• [Work task]:
Using the listing below, report how many lines contain the word "BTreeMap" and give no other words.

• [Data to examine]:
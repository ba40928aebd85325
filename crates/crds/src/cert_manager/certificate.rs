//! Certificate Custom Resource Definition
//!
//! A desired X.509 certificate that cert-manager issues into a Secret.
//! See <https://cert-manager.io/docs/reference/api-docs/#cert-manager.io/v1.Certificate>.

use std::collections::BTreeMap;

use kube::CustomResource;
use schemars::JsonSchema;
use serde::{Deserialize, Serialize};

/// CertificateSpec defines the desired state of a Certificate
#[derive(CustomResource, Debug, Clone, Serialize, Deserialize, JsonSchema, PartialEq)]
#[kube(
    group = "cert-manager.io",
    version = "v1",
    kind = "Certificate",
    namespaced
)]
#[serde(rename_all = "camelCase")]
pub struct CertificateSpec {
    /// Name of the Secret the signed certificate is stored in
    pub secret_name: String,

    /// Labels and annotations copied onto the generated Secret
    #[serde(default, skip_serializing_if = "Option::is_none")]
    pub secret_template: Option<CertificateSecretTemplate>,

    /// Common name to include in the certificate
    #[serde(default, skip_serializing_if = "Option::is_none")]
    pub common_name: Option<String>,

    /// Requested lifetime, e.g. "2160h"
    #[serde(default, skip_serializing_if = "Option::is_none")]
    pub duration: Option<String>,

    /// How long before expiry the certificate is renewed
    #[serde(default, skip_serializing_if = "Option::is_none")]
    pub renew_before: Option<String>,

    /// DNS subjectAltNames
    #[serde(default, skip_serializing_if = "Vec::is_empty")]
    pub dns_names: Vec<String>,

    /// IP address subjectAltNames
    #[serde(default, skip_serializing_if = "Vec::is_empty")]
    pub ip_addresses: Vec<String>,

    /// URI subjectAltNames
    #[serde(default, skip_serializing_if = "Vec::is_empty")]
    pub uris: Vec<String>,

    /// Email subjectAltNames
    #[serde(default, skip_serializing_if = "Vec::is_empty")]
    pub email_addresses: Vec<String>,

    /// Full X.509 subject
    #[serde(default, skip_serializing_if = "Option::is_none")]
    pub subject: Option<X509Subject>,

    /// Mark the certificate as valid for signing
    #[serde(default, rename = "isCA", skip_serializing_if = "Option::is_none")]
    pub is_ca: Option<bool>,

    /// Requested key usages
    #[serde(default, skip_serializing_if = "Vec::is_empty")]
    pub usages: Vec<KeyUsage>,

    /// Private key options
    #[serde(default, skip_serializing_if = "Option::is_none")]
    pub private_key: Option<CertificatePrivateKey>,

    /// Issuer that signs the certificate
    pub issuer_ref: IssuerReference,

    /// Number of CertificateRequest revisions kept in history
    #[serde(default, skip_serializing_if = "Option::is_none")]
    pub revision_history_limit: Option<i32>,
}

/// Metadata applied to the generated Secret
#[derive(Debug, Clone, Default, Serialize, Deserialize, JsonSchema, PartialEq, Eq)]
#[serde(rename_all = "camelCase")]
pub struct CertificateSecretTemplate {
    /// Annotations added to the Secret
    #[serde(default, skip_serializing_if = "BTreeMap::is_empty")]
    pub annotations: BTreeMap<String, String>,

    /// Labels added to the Secret
    #[serde(default, skip_serializing_if = "BTreeMap::is_empty")]
    pub labels: BTreeMap<String, String>,
}

/// X.509 distinguished name fields
#[derive(Debug, Clone, Default, Serialize, Deserialize, JsonSchema, PartialEq, Eq)]
#[serde(rename_all = "camelCase")]
pub struct X509Subject {
    #[serde(default, skip_serializing_if = "Vec::is_empty")]
    pub organizations: Vec<String>,

    #[serde(default, skip_serializing_if = "Vec::is_empty")]
    pub organizational_units: Vec<String>,

    #[serde(default, skip_serializing_if = "Vec::is_empty")]
    pub countries: Vec<String>,

    #[serde(default, skip_serializing_if = "Vec::is_empty")]
    pub provinces: Vec<String>,

    #[serde(default, skip_serializing_if = "Vec::is_empty")]
    pub localities: Vec<String>,

    #[serde(default, skip_serializing_if = "Vec::is_empty")]
    pub street_addresses: Vec<String>,

    #[serde(default, skip_serializing_if = "Vec::is_empty")]
    pub postal_codes: Vec<String>,

    #[serde(default, skip_serializing_if = "Option::is_none")]
    pub serial_number: Option<String>,
}

/// Private key generation options
#[derive(Debug, Clone, Default, Serialize, Deserialize, JsonSchema, PartialEq, Eq)]
#[serde(rename_all = "camelCase")]
pub struct CertificatePrivateKey {
    /// Whether the key is regenerated on each issuance
    #[serde(default, skip_serializing_if = "Option::is_none")]
    pub rotation_policy: Option<RotationPolicy>,

    /// Key encoding
    #[serde(default, skip_serializing_if = "Option::is_none")]
    pub encoding: Option<PrivateKeyEncoding>,

    /// Key algorithm
    #[serde(default, skip_serializing_if = "Option::is_none")]
    pub algorithm: Option<PrivateKeyAlgorithm>,

    /// Key size in bits (RSA) or curve size (ECDSA)
    #[serde(default, skip_serializing_if = "Option::is_none")]
    pub size: Option<i32>,
}

/// Private key rotation policy
#[derive(Debug, Clone, Serialize, Deserialize, JsonSchema, PartialEq, Eq)]
pub enum RotationPolicy {
    Never,
    Always,
}

/// Private key encoding
#[derive(Debug, Clone, Serialize, Deserialize, JsonSchema, PartialEq, Eq)]
pub enum PrivateKeyEncoding {
    #[serde(rename = "PKCS1")]
    Pkcs1,
    #[serde(rename = "PKCS8")]
    Pkcs8,
}

/// Private key algorithm
#[derive(Debug, Clone, Serialize, Deserialize, JsonSchema, PartialEq, Eq)]
pub enum PrivateKeyAlgorithm {
    #[serde(rename = "RSA")]
    Rsa,
    #[serde(rename = "ECDSA")]
    Ecdsa,
    Ed25519,
}

/// X.509 key usage
#[derive(Debug, Clone, Serialize, Deserialize, JsonSchema, PartialEq, Eq)]
pub enum KeyUsage {
    #[serde(rename = "signing")]
    Signing,
    #[serde(rename = "digital signature")]
    DigitalSignature,
    #[serde(rename = "content commitment")]
    ContentCommitment,
    #[serde(rename = "key encipherment")]
    KeyEncipherment,
    #[serde(rename = "key agreement")]
    KeyAgreement,
    #[serde(rename = "data encipherment")]
    DataEncipherment,
    #[serde(rename = "cert sign")]
    CertSign,
    #[serde(rename = "crl sign")]
    CrlSign,
    #[serde(rename = "server auth")]
    ServerAuth,
    #[serde(rename = "client auth")]
    ClientAuth,
    #[serde(rename = "code signing")]
    CodeSigning,
    #[serde(rename = "email protection")]
    EmailProtection,
    #[serde(rename = "ocsp signing")]
    OcspSigning,
}

/// Reference to an Issuer or ClusterIssuer
#[derive(Debug, Clone, Serialize, Deserialize, JsonSchema, PartialEq, Eq)]
#[serde(rename_all = "camelCase")]
pub struct IssuerReference {
    /// Name of the issuer
    pub name: String,

    /// Kind of the issuer, "Issuer" when unset
    #[serde(default, skip_serializing_if = "Option::is_none")]
    pub kind: Option<String>,

    /// API group of the issuer, "cert-manager.io" when unset
    #[serde(default, skip_serializing_if = "Option::is_none")]
    pub group: Option<String>,
}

• [Exercise response]:
5